Cute Baby Hippo Takes First Tentative Swim With Mum

Story By: Joseph GolderSub-EditorMichael Leidig, Agency: Newsflash

Credit: Newsflash/ZooParc de Beauval

This footage shows France’s “only baby hippopotamus” who is just over two weeks old and called Gloria taking her first dip in the water with mum.

The incredible footage shows just how well the little hippo can swim despite being under a month old. She can be seen paddling under water before landing gently on her mother’s back.

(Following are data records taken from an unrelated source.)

//! HTTP API tests driven through the router without a socket.
//!
//! Run with: `cargo test --test api_integration`

mod common;

use std::sync::Arc;
use std::time::Duration;

use axum::body::Body;
use axum::http::{header, HeaderMap, Method, Request, StatusCode};
use http_body_util::BodyExt;
use serde_json::Value;
use tower::ServiceExt;

use parksync::api::router;
use parksync::app::ParkSyncApp;
use parksync::provider::{DataKind, Service};
use parksync::rate_limit::{QuotaTable, ServiceQuota};

use common::{app, unlimited, ScriptedFetcher};

async fn send(app: &Arc<ParkSyncApp>, method: Method, uri: &str) -> (StatusCode, HeaderMap, Value) {
    let response = router(Arc::clone(app))
        .oneshot(
            Request::builder()
                .method(method)
                .uri(uri)
                .body(Body::empty())
                .unwrap(),
        )
        .await
        .unwrap();

    let status = response.status();
    let headers = response.headers().clone();
    let bytes = response.into_body().collect().await.unwrap().to_bytes();
    let json = if bytes.is_empty() {
        Value::Null
    } else {
        serde_json::from_slice(&bytes).unwrap()
    };
    (status, headers, json)
}

#[tokio::test]
async fn test_health() {
    let app = app(&["YELL"], unlimited(), Duration::ZERO, Arc::default());

    let (status, _, body) = send(&app, Method::GET, "/api/health").await;

    assert_eq!(status, StatusCode::OK);
    assert_eq!(body["status"], "healthy");
}

#[tokio::test]
async fn test_refresh_then_read_artifact() {
    let fetcher = Arc::new(ScriptedFetcher::default());
    let app = app(&["YELL"], unlimited(), Duration::ZERO, fetcher.clone());

    let (status, _, body) = send(&app, Method::POST, "/api/refresh/YELL/details").await;
    assert_eq!(status, StatusCode::OK);
    assert_eq!(body["entity_code"], "YELL");
    assert_eq!(body["data_kind"], "details");
    assert_eq!(body["service"], "nps");
    assert_eq!(body["bytes"], "YELL:details".len());
    assert!(body["fetched_at"].is_string());

    let (status, _, body) = send(&app, Method::GET, "/api/artifacts/YELL/details").await;
    assert_eq!(status, StatusCode::OK);
    assert_eq!(body["service"], "nps");
    assert_eq!(fetcher.calls(), 1);
}

#[tokio::test]
async fn test_missing_artifact_is_404() {
    let app = app(&["YELL"], unlimited(), Duration::ZERO, Arc::default());

    let (status, _, body) = send(&app, Method::GET, "/api/artifacts/YELL/images").await;

    assert_eq!(status, StatusCode::NOT_FOUND);
    assert_eq!(body["kind"], "not_found");
}

#[tokio::test]
async fn test_invalid_requests_are_400() {
    let fetcher = Arc::new(ScriptedFetcher::default());
    let app = app(&["YELL"], unlimited(), Duration::ZERO, fetcher.clone());

    let (status, _, body) = send(&app, Method::POST, "/api/refresh/YELL/weather").await;
    assert_eq!(status, StatusCode::BAD_REQUEST);
    assert_eq!(body["kind"], "invalid_request");

    let (status, _, _) = send(&app, Method::POST, "/api/refresh/-YELL/images").await;
    assert_eq!(status, StatusCode::BAD_REQUEST);

    assert_eq!(fetcher.calls(), 0);
}

#[tokio::test]
async fn test_rate_limited_is_429_with_retry_after() {
    let quotas = unlimited().with_quota(
        Service::Unsplash,
        ServiceQuota::new(1, Duration::from_secs(3600)),
    );
    let app = app(&["ENTITY1"], quotas, Duration::ZERO, Arc::default());

    let (status, _, body) = send(&app, Method::POST, "/api/refresh/ENTITY1/images").await;
    assert_eq!(status, StatusCode::OK);
    assert_eq!(body["remaining_quota"], 0);

    let (status, headers, body) = send(&app, Method::POST, "/api/refresh/ENTITY1/images").await;
    assert_eq!(status, StatusCode::TOO_MANY_REQUESTS);
    assert_eq!(body["service"], "unsplash");

    let retry_after = body["retry_after_secs"].as_u64().unwrap();
    assert!((1..=3600).contains(&retry_after));
    assert_eq!(
        headers[header::RETRY_AFTER].to_str().unwrap(),
        retry_after.to_string()
    );
}

#[tokio::test]
async fn test_upstream_failure_is_502() {
    let fetcher = Arc::new(ScriptedFetcher::default());
    fetcher.fail_on("YELL", DataKind::Terrain);
    let app = app(&["YELL"], unlimited(), Duration::ZERO, fetcher);

    let (status, _, body) = send(&app, Method::POST, "/api/refresh/YELL/terrain").await;

    assert_eq!(status, StatusCode::BAD_GATEWAY);
    assert_eq!(body["kind"], "upstream_error");
    assert_eq!(body["service"], "nasa");
}

#[tokio::test]
async fn test_quota_snapshot() {
    let quotas = QuotaTable::default();
    let app = app(&["YELL"], quotas, Duration::ZERO, Arc::default());

    send(&app, Method::POST, "/api/refresh/YELL/images").await;
    let (status, _, body) = send(&app, Method::GET, "/api/quota").await;

    assert_eq!(status, StatusCode::OK);
    let services = body["services"].as_array().unwrap();
    assert_eq!(services.len(), 3);
    let unsplash = services
        .iter()
        .find(|s| s["service"] == "unsplash")
        .unwrap();
    assert_eq!(unsplash["max_requests"], 50);
    assert_eq!(unsplash["used"], 1);
    assert_eq!(unsplash["remaining"], 49);
}

#[tokio::test]
async fn test_sweep_lifecycle() {
    let app = app(
        &["YELL", "ZION"],
        unlimited(),
        Duration::from_secs(3600),
        Arc::default(),
    );

    let (_, _, body) = send(&app, Method::GET, "/api/sweep").await;
    assert_eq!(body["state"], "idle");

    let (status, _, first) = send(&app, Method::POST, "/api/sweep").await;
    assert_eq!(status, StatusCode::OK);
    assert_eq!(first["state"], "running");
    assert_eq!(first["total"], 10);

    let (_, _, second) = send(&app, Method::POST, "/api/sweep").await;
    assert_eq!(second["sweep_id"], first["sweep_id"]);

    send(&app, Method::DELETE, "/api/sweep").await;
    let handle = app.controller().current().unwrap();
    handle.wait().await;

    let (_, _, body) = send(&app, Method::GET, "/api/sweep").await;
    assert_eq!(body["state"], "cancelled");
}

Gloria was born at the ZooParc de Beauval in the commune of Saint-Aignan in the Loir-et-Cher department in central France on 7th June – after her mum’s 8-month pregnancy – but she was only seen outside by visitors for the first time yesterday (Monday 22nd June), when she took her first dip.

Credit: Newsflash/ZooParc de Beauval

She weighed 38 kilogrammes (83.7 lbs) at birth and is believed to have put on 1 kilogramme (2.2 lbs) every day since, with Baptiste Demarsan, head of the hippopotamus and savanna area of the park, saying: “She must weigh about 50 kilogrammes (110 lbs) today.”

Gloria apparently did not like the water at first but quickly got used to it under the watchful eye of her mum, Bolinhas, 5, who was born at Lisbon zoo on 16th November 2014.

Demarsan said: “Bolinhas showed the little one around and made sure she got back to the surface to breathe. For now, we are keeping them separate from the male.”

The hippo dad is called Kvido, 7, and he was born on 3rd June 2013 at the Ostrava zoo in Czech Republic before arriving at the French zoo in 2016. Gloria is their first baby.

Credit: Newsflash/ZooParc de Beauval

Contacted for comment by Newsflash, a spokesperson for the zoo said that Gloria is the “only baby hippopotamus in France” and that they are “very happy” because it is the “first time a baby hippopotamus has been born at the zoo since the species was introduced there in 2016.”

The zoo said that baby hippos are capable of swimming as soon as they are born and can hold their breath under water, but they still need their mothers’ help to go back up to the surface.

Adult hippos can hold their breath under water for five minutes – or 30 minutes if they do not move.

Hippopotamuses are listed as a vulnerable species on the International Union for Conservation of Nature’s (IUCN’s) Red List.